A friend of mine once remarked that real friends don’t just ghost each other. While that may hold true in many instances, my experience in the past couple of years differs. I’ve had someone drift away from me, and I chose to end that relationship. But this situation was unique.

I had known Sally since 1976. We served together in the military, two girls from Florida who enlisted and found ourselves in Officer’s Basic in one of the last all-female classes at Fort McClellan, Alabama. We became neighbors at the bachelor officers’ quarters at Fort Belvoir. She was an extraordinary, witty, and passionate woman who eventually surpassed my career in every respect. She climbed the ranks while I moved west, and we’d catch up whenever I visited the East Coast for work. Despite her success, I still remembered the simple things, like the color of her teddy bears.

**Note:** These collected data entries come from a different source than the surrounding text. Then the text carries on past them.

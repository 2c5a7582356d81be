//! Metrics: the physical quantities a source field can provide.

use serde::{Deserialize, Serialize};

/// Stable metric identifier.
#[derive(Debug, Clone, Copy, PartialEq, Eq, Hash, PartialOrd, Ord, Serialize, Deserialize)]
#[serde(transparent)]
pub struct MetricId(pub i64);

/// A physical quantity, e.g. 2 m temperature.
///
/// Intermediate metrics are inputs to derived-field generation only and
/// are never stored directly.
#[derive(Debug, Clone, PartialEq, Serialize, Deserialize)]
pub struct Metric {
    pub id: MetricId,
    pub name: String,
    pub units: String,
    #[serde(default)]
    pub intermediate: bool,
}

impl Metric {
    pub fn new(id: MetricId, name: impl Into<String>, units: impl Into<String>) -> Self {
        Self {
            id,
            name: name.into(),
            units: units.into(),
            intermediate: false,
        }
    }

    pub fn intermediate(mut self) -> Self {
        self.intermediate = true;
        self
    }
}

pub const TEMP: MetricId = MetricId(1);
pub const RAINING: MetricId = MetricId(3);
pub const SNOWING: MetricId = MetricId(6);
pub const WIND_SPEED: MetricId = MetricId(12);
pub const WIND_DIRECTION: MetricId = MetricId(13);
pub const GUST_SPEED: MetricId = MetricId(14);
pub const CLOUD_COVER: MetricId = MetricId(15);
pub const COMPOSITE_REFLECTIVITY: MetricId = MetricId(16);
pub const WIND_U: MetricId = MetricId(17);
pub const WIND_V: MetricId = MetricId(18);

/// The metrics every deployment knows about.
pub fn builtin() -> Vec<Metric> {
    vec![
        Metric::new(TEMP, "2m Temperature", "K"),
        Metric::new(RAINING, "Raining", "bool"),
        Metric::new(SNOWING, "Snowing", "bool"),
        Metric::new(WIND_SPEED, "10m Wind Speed", "m/s"),
        Metric::new(WIND_DIRECTION, "10m Wind Direction", "deg"),
        Metric::new(GUST_SPEED, "Gust Speed", "m/s"),
        Metric::new(CLOUD_COVER, "Cloud Cover", "%"),
        Metric::new(COMPOSITE_REFLECTIVITY, "Composite Reflectivity", "dbZ"),
        Metric::new(WIND_U, "10m Wind U-component", "m/s").intermediate(),
        Metric::new(WIND_V, "10m Wind V-component", "m/s").intermediate(),
    ]
}

/// Metrics used by the daily summary.
pub fn summary_metrics() -> Vec<MetricId> {
    vec![
        TEMP,
        RAINING,
        SNOWING,
        WIND_SPEED,
        WIND_DIRECTION,
        GUST_SPEED,
        CLOUD_COVER,
        COMPOSITE_REFLECTIVITY,
    ]
}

As the years passed, our communications dwindled, but we always managed to have those deep, meaningful conversations that kept our bond alive. I couldn’t pinpoint the moment when our paths diverged, but I began to sense that we had entered different worlds, particularly when it became apparent that our discussions were no longer as open and honest as they once were.

She had supported John Kasich’s presidential run, but then she backed Trump. Initially, I tried to understand her perspective, even though both of us had shared experiences of assault. She expressed harsh opinions about Hillary, whom I also found unappealing, but I could clearly see who was the better option. Anyone but Trump, I thought, and I was proven right in every way.

I lost a long-time friend over that first election. Last summer, after nearly four years of silence, we spoke again. One of the first things she mentioned was attending the Mt. Rushmore rally. My heart sank. Here we go again.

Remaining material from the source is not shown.